Each line of the data must be reproduced as it appears.

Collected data
_ _ _ _

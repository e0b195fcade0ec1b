//! Task lifecycle state machine.
//!
//! [`TaskController`] owns the [`TaskSnapshot`] of the one task this
//! client drives and exposes the commands that move it through
//! `idle -> running -> paused/stopping -> completed/error`. Commands
//! talk to the runner through a [`Transport`]; server acknowledgments
//! arrive through the router-facing methods. Every mutation is
//! persisted before the method returns.
//!
//! The controller is not synchronized. The orchestrator keeps it behind
//! one mutex and mutates it from a single dispatch task.

use std::sync::Arc;

use batchgen_core::results::EntityPayload;
use batchgen_core::{
    BatchCopyParams, CoreError, ExtractedEntity, GeneratedArticle, LaunchRequest, TaskIdentity,
    TaskSnapshot, TaskStats, TaskStatus,
};

use crate::events::ConnectionEvent;
use crate::messages::OutboundCommand;
use crate::notify::Notifier;
use crate::persistence::PersistenceStore;
use crate::transport::Transport;

/// A command was rejected. No state was changed.
#[derive(Debug, thiserror::Error)]
pub enum CommandError {
    #[error("Invalid launch request: {0}")]
    InvalidRequest(#[from] CoreError),

    #[error("Not connected to the job runner")]
    NotConnected,

    #[error("Neither a queue id nor a task id is known for the current task")]
    MissingIdentity,

    #[error("A task is already {0}")]
    TaskActive(TaskStatus),

    #[error("Failed to send {0} command")]
    SendFailed(&'static str),
}

/// Result of [`TaskController::stop_task`].
#[derive(Debug, Clone, Copy, PartialEq, Eq)]
pub enum StopOutcome {
    /// No identity was known; local state was cleaned up immediately.
    Cleaned,
    /// A stop command went out. Arm a watchdog that calls
    /// [`TaskController::handle_stop_timeout`] with `generation`.
    AwaitingAck { generation: u64 },
}

/// Why a forced cleanup ran.
#[derive(Debug, Clone, Copy, PartialEq, Eq)]
pub enum StopReason {
    /// The runner confirmed the stop.
    Acknowledged,
    /// Stop was requested with no identity to address.
    NoIdentity,
    /// The stop acknowledgment did not arrive in time.
    Timeout,
}
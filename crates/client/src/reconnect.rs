//! Exponential-backoff reconnection policy for the runner socket.
//!
//! After every session ends, the connection supervisor asks [`decide`]
//! whether to stop, retry after a delay, or give up for good.

use std::time::Duration;

use tokio_util::sync::CancellationToken;

/// WebSocket close code for a normal closure.
pub const CLOSE_NORMAL: u16 = 1000;

/// WebSocket close code for an endpoint going away.
pub const CLOSE_GOING_AWAY: u16 = 1001;

/// Tunable parameters for the exponential-backoff strategy.
#[derive(Debug, Clone, PartialEq)]
pub struct ReconnectPolicy {
    /// Delay before the first reconnection attempt.
    pub initial_delay: Duration,
    /// Upper bound on the delay between attempts.
    pub max_delay: Duration,
    /// Factor by which the delay grows after each failure.
    pub multiplier: f64,
    /// Retries allowed between two successful opens.
    pub max_attempts: u32,
}

impl Default for ReconnectPolicy {
    fn default() -> Self {
        Self {
            initial_delay: Duration::from_secs(1),
            max_delay: Duration::from_secs(30),
            multiplier: 2.0,
            max_attempts: 5,
        }
    }
}

impl ReconnectPolicy {
    /// Delay before the retry that follows `attempts` earlier retries.
    ///
    /// `initial_delay * multiplier^attempts`, clamped to `max_delay`.
    pub fn delay_for(&self, attempts: u32) -> Duration {
        let factor = self.multiplier.powi(attempts.min(i32::MAX as u32) as i32);
        let ms = self.initial_delay.as_millis() as f64 * factor;
        let max_ms = self.max_delay.as_millis() as f64;
        Duration::from_millis(ms.min(max_ms) as u64)
    }
}

/// What the supervisor should do after a session ended.
#[derive(Debug, Clone, Copy, PartialEq, Eq)]
pub enum ReconnectDecision {
    /// The peer closed normally; stay disconnected.
    Stop,
    /// Sleep for `delay`, then make retry number `attempt`.
    Retry { attempt: u32, delay: Duration },
    /// The retry budget is exhausted.
    GiveUp { attempts: u32 },
}

/// Normal and going-away closures never trigger a reconnect.
pub fn is_normal_closure(code: Option<u16>) -> bool {
    matches!(code, Some(CLOSE_NORMAL | CLOSE_GOING_AWAY))
}

/// Decide how to react to a closure with `code` after `attempts`
/// retries since the last successful open.
///
/// Failed or timed-out opens carry no close code and count as abnormal.
pub fn decide(code: Option<u16>, attempts: u32, policy: &ReconnectPolicy) -> ReconnectDecision {
    if is_normal_closure(code) {
        ReconnectDecision::Stop
    } else if attempts < policy.max_attempts {
        ReconnectDecision::Retry {
            attempt: attempts + 1,
            delay: policy.delay_for(attempts),
        }
    } else {
        ReconnectDecision::GiveUp { attempts }
    }
}

/// Sleep for `delay` unless `cancel` fires first.
///
/// Returns `false` when cancelled.
pub async fn wait_before_retry(delay: Duration, cancel: &CancellationToken) -> bool {
    tokio::select! {
        _ = cancel.cancelled() => false,
        _ = tokio::time::sleep(delay) => true,
    }
}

_ _ _ _

§ **TASK RESULT**:
repository e0b195fcade0ec1b
//! Task lifecycle state machine.
//!
//! [`TaskController`] owns the [`TaskSnapshot`] of the one task this
//! client drives and exposes the commands that move it through
//! `idle -> running -> paused/stopping -> completed/error`. Commands
//! talk to the runner through a [`Transport`]; server acknowledgments
//! arrive through the router-facing methods. Every mutation is
//! persisted before the method returns.
//!
//! The controller is not synchronized. The orchestrator keeps it behind
//! one mutex and mutates it from a single dispatch task.

use std::sync::Arc;

use batchgen_core::results::EntityPayload;
use batchgen_core::{
    BatchCopyParams, CoreError, ExtractedEntity, GeneratedArticle, LaunchRequest, TaskIdentity,
    TaskSnapshot, TaskStats, TaskStatus,
};

use crate::events::ConnectionEvent;
use crate::messages::OutboundCommand;
use crate::notify::Notifier;
use crate::persistence::PersistenceStore;
use crate::transport::Transport;

/// A command was rejected. No state was changed.
#[derive(Debug, thiserror::Error)]
pub enum CommandError {
    #[error("Invalid launch request: {0}")]
    InvalidRequest(#[from] CoreError),

    #[error("Not connected to the job runner")]
    NotConnected,

    #[error("Neither a queue id nor a task id is known for the current task")]
    MissingIdentity,

    #[error("A task is already {0}")]
    TaskActive(TaskStatus),

    #[error("Failed to send {0} command")]
    SendFailed(&'static str),
}

/// Result of [`TaskController::stop_task`].
#[derive(Debug, Clone, Copy, PartialEq, Eq)]
pub enum StopOutcome {
    /// No identity was known; local state was cleaned up immediately.
    Cleaned,
    /// A stop command went out. Arm a watchdog that calls
    /// [`TaskController::handle_stop_timeout`] with `generation`.
    AwaitingAck { generation: u64 },
}

/// Why a forced cleanup ran.
#[derive(Debug, Clone, Copy, PartialEq, Eq)]
pub enum StopReason {
    /// The runner confirmed the stop.
    Acknowledged,
    /// Stop was requested with no identity to address.
    NoIdentity,
    /// The stop acknowledgment did not arrive in time.
    Timeout,
}
filename crates/client/src/reconnect.rs
//! Exponential-backoff reconnection policy for the runner socket.
//!
//! After every session ends, the connection supervisor asks [`decide`]
//! whether to stop, retry after a delay, or give up for good.

use std::time::Duration;

use tokio_util::sync::CancellationToken;

/// WebSocket close code for a normal closure.
pub const CLOSE_NORMAL: u16 = 1000;

/// WebSocket close code for an endpoint going away.
pub const CLOSE_GOING_AWAY: u16 = 1001;

/// Tunable parameters for the exponential-backoff strategy.
#[derive(Debug, Clone, PartialEq)]
pub struct ReconnectPolicy {
    /// Delay before the first reconnection attempt.
    pub initial_delay: Duration,
    /// Upper bound on the delay between attempts.
    pub max_delay: Duration,
    /// Factor by which the delay grows after each failure.
    pub multiplier: f64,
    /// Retries allowed between two successful opens.
    pub max_attempts: u32,
}

impl Default for ReconnectPolicy {
    fn default() -> Self {
        Self {
            initial_delay: Duration::from_secs(1),
            max_delay: Duration::from_secs(30),
            multiplier: 2.0,
            max_attempts: 5,
        }
    }
}

impl ReconnectPolicy {
    /// Delay before the retry that follows `attempts` earlier retries.
    ///
    /// `initial_delay * multiplier^attempts`, clamped to `max_delay`.
    pub fn delay_for(&self, attempts: u32) -> Duration {
        let factor = self.multiplier.powi(attempts.min(i32::MAX as u32) as i32);
        let ms = self.initial_delay.as_millis() as f64 * factor;
        let max_ms = self.max_delay.as_millis() as f64;
        Duration::from_millis(ms.min(max_ms) as u64)
    }
}

/// What the supervisor should do after a session ended.
#[derive(Debug, Clone, Copy, PartialEq, Eq)]
pub enum ReconnectDecision {
    /// The peer closed normally; stay disconnected.
    Stop,
    /// Sleep for `delay`, then make retry number `attempt`.
    Retry { attempt: u32, delay: Duration },
    /// The retry budget is exhausted.
    GiveUp { attempts: u32 },
}

/// Normal and going-away closures never trigger a reconnect.
pub fn is_normal_closure(code: Option<u16>) -> bool {
    matches!(code, Some(CLOSE_NORMAL | CLOSE_GOING_AWAY))
}

/// Decide how to react to a closure with `code` after `attempts`
/// retries since the last successful open.
///
/// Failed or timed-out opens carry no close code and count as abnormal.
pub fn decide(code: Option<u16>, attempts: u32, policy: &ReconnectPolicy) -> ReconnectDecision {
    if is_normal_closure(code) {
        ReconnectDecision::Stop
    } else if attempts < policy.max_attempts {
        ReconnectDecision::Retry {
            attempt: attempts + 1,
            delay: policy.delay_for(attempts),
        }
    } else {
        ReconnectDecision::GiveUp { attempts }
    }
}

/// Sleep for `delay` unless `cancel` fires first.
///
/// Returns `false` when cancelled.
pub async fn wait_before_retry(delay: Duration, cancel: &CancellationToken) -> bool {
    tokio::select! {
        _ = cancel.cancelled() => false,
        _ = tokio::time::sleep(delay) => true,
    }
}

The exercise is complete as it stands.